Meu pai foi militar do exército – na verdade os militares tendem a nunca deixar de sê-lo, por isso é melhor recomeçar: Meu pai é militar reformado e serviu nas forças armadas na época em que nenhum soldado ficava sentado no ônibus se tivesse algum passageiro de pé. Não sei se hoje em dia ainda é assim, se mudou, trata-se de mais uma perda para a civilização. Ocorre que o significado de servidor perdeu muito do seu sentido nos dias de hoje. Servidor é o que serve, um servidor público aí está para servir ao público, não para servir-se daquilo que é público (Ah! Se os políticos se dessem conta disso). Meu pai tinha uma senhora biblioteca, talvez a única no bairro pobre em que morávamos. E eu era assíduo freqüentador de suas prateleiras e foi daquela época que adquiri o vício da leitura. Como ele era assinante da Biblioteca do Exército Editora, me deliciei com títulos como Logística da Invasão e Os Blindados Através dos Séculos, de modo que ainda criança sabia como portar-me no caso de um combate nas ruas ou no campo. Talvez por isso, por perceber as agruras em que me meteria, não optei por tornar-me militar e dado ao pacifismo. Mas além da leitura guerreira, havia O Homem Através da Ciência de Nelson S. Mitke, Viagem à Terra do Brasil de Jean de Léry (o autor veio com Villegagnon quando este comandou a invasão francesa no Rio de Janeiro) e o livro de Guilherme Piso, História Natural e Médica das Índias Ocidentais, escrito durante as invasões holandesas a Pernambuco, quando as Índias Ocidentais, ali citadas, eram governadas por Maurício de Nassau. Neste livro ele comenta que os brasileiros (isto é, os índios) viviam desnudos e não podiam ver água que logo iam tomar banho, e eram muito sadios; já os europeus, que andavam cheios de roupas e evitavam o banho, estavam sempre com problemas de saúde. Esta leitura da minha adolescência marcou-me, bem como Casa Grande e Senzala e Sobrados e Mocambos de Gilberto Freire. Em um destes o autor assinala que os índios do Brasil começaram a apresentar problemas pulmonares na medida em que foram vestidos pelos jesuítas. Estas interessantes observações mereciam mais cuidado, pois elas apontam para o fato de que assim como a saúde da pele depende do (e evidencia o) estado do corpo, a cútis tem algum papel na saúde deste mesmo corpo.

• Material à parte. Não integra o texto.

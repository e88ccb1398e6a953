//! Destinations for build tool output

use parking_lot::Mutex;
use std::path::{Path, PathBuf};

/// Receives build tool output one line at a time, as it arrives
pub trait LogSink: Send + Sync {
    fn line(&self, asset: &Path, line: &str);
}

/// Forwards each line as a tracing event under `maskforge::tool`
#[derive(Debug, Default, Clone, Copy)]
pub struct TracingSink;

impl LogSink for TracingSink {
    fn line(&self, asset: &Path, line: &str) {
        tracing::info!(target: "maskforge::tool", asset = %asset.display(), "{}", line);
    }
}

/// Keeps every line in memory
#[derive(Debug, Default)]
pub struct MemorySink {
    lines: Mutex<Vec<(PathBuf, String)>>,
}

impl MemorySink {
    pub fn new() -> Self {
        Self::default()
    }

    pub fn lines(&self) -> Vec<(PathBuf, String)> {
        self.lines.lock().clone()
    }

    /// Lines logged for one asset, in arrival order
    pub fn lines_for(&self, asset: &Path) -> Vec<String> {
        self.lines
            .lock()
            .iter()
            .filter(|(p, _)| p == asset)
            .map(|(_, l)| l.clone())
            .collect()
    }
}

impl LogSink for MemorySink {
    fn line(&self, asset: &Path, line: &str) {
        self.lines.lock().push((asset.to_path_buf(), line.to_string()));
    }
}
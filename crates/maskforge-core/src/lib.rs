//! Maskforge Core - Foundational types for the mask asset pipeline
//!
//! This crate provides the types every other Maskforge crate depends on:
//! - `AssetId` - Stable, assign-once asset identity
//! - Error types and Result alias

mod error;
mod id;

pub use error::{ForgeError, Result};
pub use id::AssetId;
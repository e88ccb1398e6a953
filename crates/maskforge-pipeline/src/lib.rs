//! Maskforge Pipeline - Release readiness, incremental builds and packaging
//!
//! Classifies asset metadata, decides which assets are stale, resolves the
//! files each build depends on, drives the external mask-building tool
//! (one subprocess per asset, bounded and cancellable), aggregates combo
//! metadata, and assembles the release manifest handed to the uploader.

pub mod aggregate;
pub mod batch;
pub mod build;
pub mod classify;
pub mod config;
pub mod deps;
pub mod release;
pub mod sink;
pub mod staleness;
pub mod upload;
pub mod vcs;

#[cfg(test)]
pub(crate) mod testutil;

pub use aggregate::{aggregate, aggregate_path, ComboView};
pub use batch::{BatchMode, BatchOptions, BatchPhase, BatchReport, BatchRunner, BuildFailure};
pub use build::{BuildOrchestrator, BuildOutcome, BuildSettings, BuildStatus};
pub use classify::{
    classify, classify_asset, Classification, IssueLevel, MaskKind, ReleaseState, ValidationIssue,
};
pub use config::{ForgeConfig, VcsBackend};
pub use deps::{resolve_dependencies, DependencySet};
pub use release::{
    build_manifest, load_assets, prepare_release, write_manifest, ManifestEntry, ReleaseItem,
};
pub use sink::{LogSink, MemorySink, TracingSink};
pub use staleness::{needs_rebuild, staleness, Staleness};
pub use upload::{
    upload_plan, upload_release, DirectoryUploader, UploadPair, UploadReport, Uploader,
};
pub use vcs::{NoVcs, SvnClient, VersionControl};

pub use tokio_util::sync::CancellationToken;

Outro livro nos traz mais o que pensar. É aquele em que Charles Darwin descreve a sua viagem no Beagle. Quando o navio passava pelo Estreito de Magalhães, no sul da América, na confluência entre o Atlântico e o Pacífico, ele descreve o encontro com um grupo de índios que se aproximaram do barco em que ia. Nota, penalizado, que uma mãe amamentava o seu filhinho e a neve que caía se dissolvia em contato com seus corpos nus. Não percebeu o ilustre cientista que a mãe (tampouco o filho) padecia de frio. Quando vivi no Chile, tive a oportunidade de conhecer gente que estudara aqueles mesmos índios que Darwin avistou, os Yamanas, além de outros moradores da Araucania. Contaram-me que as mães quando iam dar à luz, acocoravam-se e deixavam que seus filhos saíssem do ventre direto para as águas geladas de algum lago ou do mar. Dessa maneira, frio não era algo desacostumado para aquelas crianças. Não imagino as conseqüências psicológicas deste costume, mas que era ótimo para a circulação cutânea, lá isso era.

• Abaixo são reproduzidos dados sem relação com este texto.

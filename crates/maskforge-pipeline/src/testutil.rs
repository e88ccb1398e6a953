//! Shared fixtures for pipeline tests

use maskforge_meta::{AssetKind, AssetMetadata, MetadataStore};
use std::fs;
use std::path::{Path, PathBuf};
use std::time::{Duration, SystemTime};

pub fn temp_dir(prefix: &str) -> PathBuf {
    let dir = std::env::temp_dir().join(format!("maskforge_{}_{}", prefix, uuid::Uuid::new_v4()));
    fs::create_dir_all(&dir).unwrap();
    dir
}

/// A fixed point in the past so tests control ordering explicitly
pub fn base_time() -> SystemTime {
    SystemTime::UNIX_EPOCH + Duration::from_secs(1_700_000_000)
}

pub fn at(offset_secs: u64) -> SystemTime {
    base_time() + Duration::from_secs(offset_secs)
}

pub fn set_mtime(path: &Path, time: SystemTime) {
    let file = fs::File::options().write(true).open(path).unwrap();
    file.set_modified(time).unwrap();
}

/// Create (or overwrite) a file and stamp its modification time
pub fn write_at(path: &Path, contents: &str, time: SystemTime) {
    if let Some(parent) = path.parent() {
        fs::create_dir_all(parent).unwrap();
    }
    fs::write(path, contents).unwrap();
    set_mtime(path, time);
}

/// Metadata with every critical and desired field filled in
pub fn good_metadata(kind: AssetKind, name: &str) -> AssetMetadata {
    let mut meta = AssetMetadata::new(kind);
    meta.set_field("name", name).unwrap();
    meta.set_field("description", &format!("{} description", name)).unwrap();
    meta.set_field("author", "Ana").unwrap();
    meta.set_field("tags", "fun").unwrap();
    meta.set_field("tier", "1").unwrap();
    if kind == AssetKind::Mask {
        meta.set_field("category", "Eyes").unwrap();
    }
    meta.set_field("license", "CC-BY").unwrap();
    meta.set_field("website", "https://example.com").unwrap();
    meta
}

/// Save metadata for `asset` and stamp the sidecar's modification time
pub fn save_at(store: &MetadataStore, asset: &Path, meta: &AssetMetadata, time: SystemTime) {
    store.save(asset, meta).unwrap();
    set_mtime(&maskforge_meta::paths::sidecar_path(asset), time);
}

/// Write an executable shell script to act as the build tool
#[cfg(unix)]
pub fn fake_tool(dir: &Path, body: &str) -> PathBuf {
    use std::os::unix::fs::PermissionsExt;

    let path = dir.join("fake-maskmaker.sh");
    fs::write(&path, format!("#!/bin/sh\n{}\n", body)).unwrap();
    let mut perms = fs::metadata(&path).unwrap().permissions();
    perms.set_mode(0o755);
    fs::set_permissions(&path, perms).unwrap();
    path
}
//! Rebuild decisions from file modification times

use crate::deps::declared_inputs;
use maskforge_meta::{paths, AssetMetadata, MetadataStore, Project};
use std::fmt;
use std::fs;
use std::path::{Path, PathBuf};
use std::time::SystemTime;

/// Why an asset needs rebuilding
#[derive(Debug, Clone, PartialEq, Eq)]
pub enum Staleness {
    ArtifactMissing,
    /// An input could not be found; assume stale so the build reports it
    InputMissing(PathBuf),
    InputNewer(PathBuf),
    /// Metadata could not be loaded, so the inputs are unknown
    MetadataUnavailable,
}

impl fmt::Display for Staleness {
    fn fmt(&self, f: &mut fmt::Formatter<'_>) -> fmt::Result {
        match self {
            Staleness::ArtifactMissing => write!(f, "artifact missing"),
            Staleness::InputMissing(p) => write!(f, "input missing: {}", p.display()),
            Staleness::InputNewer(p) => write!(f, "input newer than artifact: {}", p.display()),
            Staleness::MetadataUnavailable => write!(f, "metadata unavailable"),
        }
    }
}

fn modified(path: &Path) -> Option<SystemTime> {
    fs::metadata(path).and_then(|m| m.modified()).ok()
}

/// Decide whether `asset` must be rebuilt, and why.
///
/// Inputs are the source file and its sidecar, plus every addition file
/// (masks) or every child mask's artifact (combos). An input with the same
/// timestamp as the artifact does not make it stale. When `metadata` is
/// `None` it is loaded from the sidecar.
pub fn staleness(
    project: &Project,
    asset: &Path,
    metadata: Option<&AssetMetadata>,
) -> Option<Staleness> {
    let loaded;
    let metadata = match metadata {
        Some(meta) => meta,
        None => match MetadataStore::new().load(asset) {
            Ok(meta) => {
                loaded = meta;
                &loaded
            }
            Err(_) => return Some(Staleness::MetadataUnavailable),
        },
    };

    let artifact = paths::artifact_path(asset);
    let Some(built) = modified(&artifact) else {
        return Some(Staleness::ArtifactMissing);
    };

    let mut inputs = vec![paths::sidecar_path(asset)];
    // A combo is its own artifact; comparing it with itself is meaningless.
    if artifact != asset {
        inputs.insert(0, asset.to_path_buf());
    }
    inputs.extend(
        declared_inputs(project, asset, metadata)
            .into_iter()
            .map(|(path, _)| path),
    );

    for input in inputs {
        match modified(&input) {
            None => return Some(Staleness::InputMissing(input)),
            Some(time) if time > built => return Some(Staleness::InputNewer(input)),
            Some(_) => {}
        }
    }
    None
}

pub fn needs_rebuild(project: &Project, asset: &Path, metadata: Option<&AssetMetadata>) -> bool {
    staleness(project, asset, metadata).is_some()
}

Aqui, no Vale do Capão, onde moro, muitas pessoas andam em mangas de camisa, mesmo no inverno. O que para mim é frio, para elas é um fresquinho agradável. É que a minha pele careceu de exposição às intempéries como uma forma de educar a circulação sangüínea nela. Pessoas que se protegem demais (e as mães fazem isso com seus filhos, por amor e falta de conhecimento) acabam se tornando friorentas. Já aquelas que tomam banho frio todos os dias, que caminham com a pele exposta, tornam-na mais vigorosa. Que ninguém saia por aí dizendo que sugiro que as mães banhem seus recém nascidos em gelo. Porém insisto em que não protejam demais seus rebentos. Isso lhes beneficiará a pele e, como inferimos dos textos citados, trará também saúde ao restante do corpo.
Recebam um abraço profundamente cutâneo.